- [Required action]
Tally the lines below that contain the word "warn", then give the tally and nothing more.

- [Input data]
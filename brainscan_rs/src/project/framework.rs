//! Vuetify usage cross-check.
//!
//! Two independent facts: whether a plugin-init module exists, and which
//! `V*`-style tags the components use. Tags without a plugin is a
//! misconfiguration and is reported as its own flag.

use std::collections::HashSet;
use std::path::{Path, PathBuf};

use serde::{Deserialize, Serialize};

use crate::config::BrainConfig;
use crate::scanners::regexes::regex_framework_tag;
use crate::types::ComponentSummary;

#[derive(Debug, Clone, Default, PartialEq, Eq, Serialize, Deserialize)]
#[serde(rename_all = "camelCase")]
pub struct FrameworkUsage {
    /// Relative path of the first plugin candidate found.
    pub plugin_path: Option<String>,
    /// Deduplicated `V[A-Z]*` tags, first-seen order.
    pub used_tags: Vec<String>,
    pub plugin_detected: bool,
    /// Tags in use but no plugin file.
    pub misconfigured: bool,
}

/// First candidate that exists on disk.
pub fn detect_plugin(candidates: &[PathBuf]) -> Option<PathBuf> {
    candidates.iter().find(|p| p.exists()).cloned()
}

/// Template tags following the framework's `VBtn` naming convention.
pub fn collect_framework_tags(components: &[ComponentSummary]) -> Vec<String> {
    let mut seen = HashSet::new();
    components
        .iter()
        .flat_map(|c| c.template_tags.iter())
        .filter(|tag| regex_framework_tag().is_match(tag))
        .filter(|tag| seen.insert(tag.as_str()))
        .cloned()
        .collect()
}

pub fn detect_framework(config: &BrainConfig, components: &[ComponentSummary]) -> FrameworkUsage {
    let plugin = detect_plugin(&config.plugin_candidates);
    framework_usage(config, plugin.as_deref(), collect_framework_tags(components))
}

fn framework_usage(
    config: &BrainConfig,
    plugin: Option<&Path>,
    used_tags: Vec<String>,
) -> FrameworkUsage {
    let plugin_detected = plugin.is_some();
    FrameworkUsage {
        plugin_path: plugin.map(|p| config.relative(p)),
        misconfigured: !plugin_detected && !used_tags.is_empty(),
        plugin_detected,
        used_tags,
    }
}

==

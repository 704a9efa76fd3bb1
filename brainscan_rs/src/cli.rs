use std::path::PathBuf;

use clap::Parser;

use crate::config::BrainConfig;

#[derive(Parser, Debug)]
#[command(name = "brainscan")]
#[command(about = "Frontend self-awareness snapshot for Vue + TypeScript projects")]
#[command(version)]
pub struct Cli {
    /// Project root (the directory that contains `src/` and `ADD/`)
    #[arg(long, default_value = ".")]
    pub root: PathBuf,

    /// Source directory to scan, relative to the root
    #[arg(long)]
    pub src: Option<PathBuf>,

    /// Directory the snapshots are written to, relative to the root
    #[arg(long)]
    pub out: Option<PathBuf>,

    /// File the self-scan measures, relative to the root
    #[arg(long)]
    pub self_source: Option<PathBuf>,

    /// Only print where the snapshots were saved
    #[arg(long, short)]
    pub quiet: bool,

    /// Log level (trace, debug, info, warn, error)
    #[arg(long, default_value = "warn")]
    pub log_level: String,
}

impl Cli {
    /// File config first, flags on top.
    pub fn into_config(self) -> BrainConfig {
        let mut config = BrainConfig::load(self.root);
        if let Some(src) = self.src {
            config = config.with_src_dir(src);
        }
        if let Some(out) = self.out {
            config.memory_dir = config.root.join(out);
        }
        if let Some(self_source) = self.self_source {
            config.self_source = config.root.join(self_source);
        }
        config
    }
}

* * *

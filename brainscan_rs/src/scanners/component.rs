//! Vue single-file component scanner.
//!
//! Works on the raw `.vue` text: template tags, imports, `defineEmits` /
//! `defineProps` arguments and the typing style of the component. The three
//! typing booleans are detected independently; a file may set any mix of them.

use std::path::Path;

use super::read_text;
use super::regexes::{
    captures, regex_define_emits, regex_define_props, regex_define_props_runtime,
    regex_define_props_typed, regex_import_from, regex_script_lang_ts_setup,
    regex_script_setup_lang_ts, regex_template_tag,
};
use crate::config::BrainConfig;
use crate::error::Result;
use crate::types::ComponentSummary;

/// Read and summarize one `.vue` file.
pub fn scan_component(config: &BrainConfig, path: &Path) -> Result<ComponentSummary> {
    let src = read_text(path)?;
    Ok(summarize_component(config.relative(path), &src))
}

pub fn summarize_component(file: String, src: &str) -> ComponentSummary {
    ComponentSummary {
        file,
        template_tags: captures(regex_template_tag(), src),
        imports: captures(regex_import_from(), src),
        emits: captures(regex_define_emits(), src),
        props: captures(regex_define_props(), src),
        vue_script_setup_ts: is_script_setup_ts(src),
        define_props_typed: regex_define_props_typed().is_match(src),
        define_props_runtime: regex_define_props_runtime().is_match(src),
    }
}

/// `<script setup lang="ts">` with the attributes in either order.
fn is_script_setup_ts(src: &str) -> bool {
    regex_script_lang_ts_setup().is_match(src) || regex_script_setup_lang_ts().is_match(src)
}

- [Result for this exercise]
2